I went to Tucson in November, to gather with my sisters at my mom’s house for Thanksgiving. While there, I worked on the project, finally getting a peek inside a part of the National Park System that I had been been attempting to see all year: the Western Archeological and Conservation Center, a place containing millions of pieces of American history, shipped there from parks all over the West to be preserved and restored.

Getting a tour inside the nondescript building, located in an office park not far from downtown and typically not open to the public, was fascinating. And the story of some of the items there will fit in nicely with the project, serving as a way to delve into the issues of budgets and funding. But what I’ll remember most about November happened after that tour — scattering my mom’s ashes in the desert and atop Mt. Lemmon and returning to Jacksonville

I got a one-way ticket to Tucson. And when everyone else got back on planes, I got in my mom’s van, a 2001 Pleasure-Way Traverse. Chris Burns, a friend in Jacksonville, agreed to fly to Tucson and make the drive back with me. A few months earlier I had been dreading such a long drive. But as I began to plan this, I started to look forward to the idea of having one simple goal each day: cover a bunch of miles and maybe see a few things along the way. With Chris along for the drive, it turned out to be a relaxing and memorable piece to this year — everything from one night spent camping in a Walmart parking lot in El Paso to another night at Big Bend National Park.

Here’s the column I wrote about the trip (and a few photos from the road trip).

When I was given a fellowship last fall, allowing me to spend a year traveling to national parks, my mom immediately made an offer. I could use her van for the year.

She bought the Pleasure-Way Traverse in 2001. It’s basically a Ford E-250 converted into a campervan. She put 100,000 miles on it, some on drives from Arizona to Jacksonville with her dog, Max, and partner, Abe. Mom never was a vehicle person, but she sure loved this one.

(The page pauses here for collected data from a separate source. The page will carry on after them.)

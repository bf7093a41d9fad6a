//! Discrete status enumerations shared across the telemetry pipeline.
//!
//! The variant sets are closed, so external reporting uses exhaustive
//! `as_str()` matches rather than trait objects.

/// On/off state of a current-monitored component (fan, compressor, pumps).
#[derive(Debug, Clone, Copy, PartialEq, Eq, Default)]
pub enum ComponentStatus {
    #[default]
    Off,
    On,
    /// The current reading was not-a-number (CT clamp unreadable).
    Unknown,
}

impl ComponentStatus {
    pub const fn as_str(self) -> &'static str {
        match self {
            Self::Off => "OFF",
            Self::On => "ON",
            Self::Unknown => "UNKNOWN",
        }
    }
}

/// Airflow state. There is no physical airflow sensor; `Ok` is a proxy
/// for "the fan is running".
#[derive(Debug, Clone, Copy, PartialEq, Eq, Default)]
pub enum AirflowStatus {
    #[default]
    Na,
    Ok,
}

impl AirflowStatus {
    pub const fn as_str(self) -> &'static str {
        match self {
            Self::Na => "N/A",
            Self::Ok => "OK",
        }
    }
}

/// Active operational alert, at most one at a time.
///
/// Ordering reflects severity: a disconnected temperature sensor
/// invalidates delta-T inference, so it masks the lower alerts when
/// several conditions hold simultaneously.
#[derive(Debug, Clone, Copy, PartialEq, Eq, Default)]
pub enum AlertStatus {
    #[default]
    None,
    FanNoAirflow,
    LowDeltaT,
    TempSensorDisconnected,
}

impl AlertStatus {
    pub const fn as_str(self) -> &'static str {
        match self {
            Self::None => "NONE",
            Self::FanNoAirflow => "FAN_NO_AIRFLOW",
            Self::LowDeltaT => "LOW_DELTA_T",
            Self::TempSensorDisconnected => "TEMP_SENSOR_DISCONNECTED",
        }
    }
}

#[cfg(test)]
mod tests {
    use super::*;

    #[test]
    fn alert_strings_are_stable() {
        // These strings are part of the MQTT/web payload contract.
        assert_eq!(AlertStatus::None.as_str(), "NONE");
        assert_eq!(AlertStatus::FanNoAirflow.as_str(), "FAN_NO_AIRFLOW");
        assert_eq!(AlertStatus::LowDeltaT.as_str(), "LOW_DELTA_T");
        assert_eq!(
            AlertStatus::TempSensorDisconnected.as_str(),
            "TEMP_SENSOR_DISCONNECTED"
        );
    }

    #[test]
    fn component_defaults_to_off() {
        assert_eq!(ComponentStatus::default(), ComponentStatus::Off);
        assert_eq!(AirflowStatus::default(), AirflowStatus::Na);
    }
}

So I thanked her for her offer, but said my plan was to travel by plane. I think I said that I didn’t want to waste time driving.

This year has reminded me about quite a few things. Plans change. Life is short. And there’s something to be said for a long drive.

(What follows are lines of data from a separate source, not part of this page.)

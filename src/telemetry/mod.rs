//! Telemetry core — pure domain logic, zero I/O.
//!
//! One read cycle produces a [`TelemetrySample`](sample::TelemetrySample);
//! samples accumulate in a fixed-capacity [`History`](history::History)
//! ring, get compressed into [`AggregateSample`](aggregate::AggregateSample)
//! summaries once per full window, and are scanned each cycle for sustained
//! fault conditions by [`alerts::scan`].
//!
//! Everything in this module is deterministic and host-testable: no clocks,
//! no hardware, no allocation beyond the fixed-size buffers.

pub mod aggregate;
pub mod alerts;
pub mod history;
pub mod sample;
pub mod status;

/// Per-cycle sample slots retained before the oldest is overwritten.
/// At the 5 s read cadence this is a 5-minute rolling window.
pub const SAMPLE_HISTORY_LEN: usize = 60;

/// Aggregate slots retained (one per full sample window).
pub const AGGREGATE_HISTORY_LEN: usize = 32;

When Mom got cancer and realized she was dying, she said she wanted her kids to have her vehicles, a red Jeep and the silver van. One of my sisters said she wanted the Jeep.  My other sister already had a camper. So did I want the van? No, I said. I didn’t know where I’d keep it. And, although I didn’t say this, I dreaded the idea of driving it cross-country.

But in June, while in Yellowstone, I changed my mind. I called my mom’s house. Mom wasn’t able to talk on the phone by then. But my sister relayed the message. And she said Mom got a big smile.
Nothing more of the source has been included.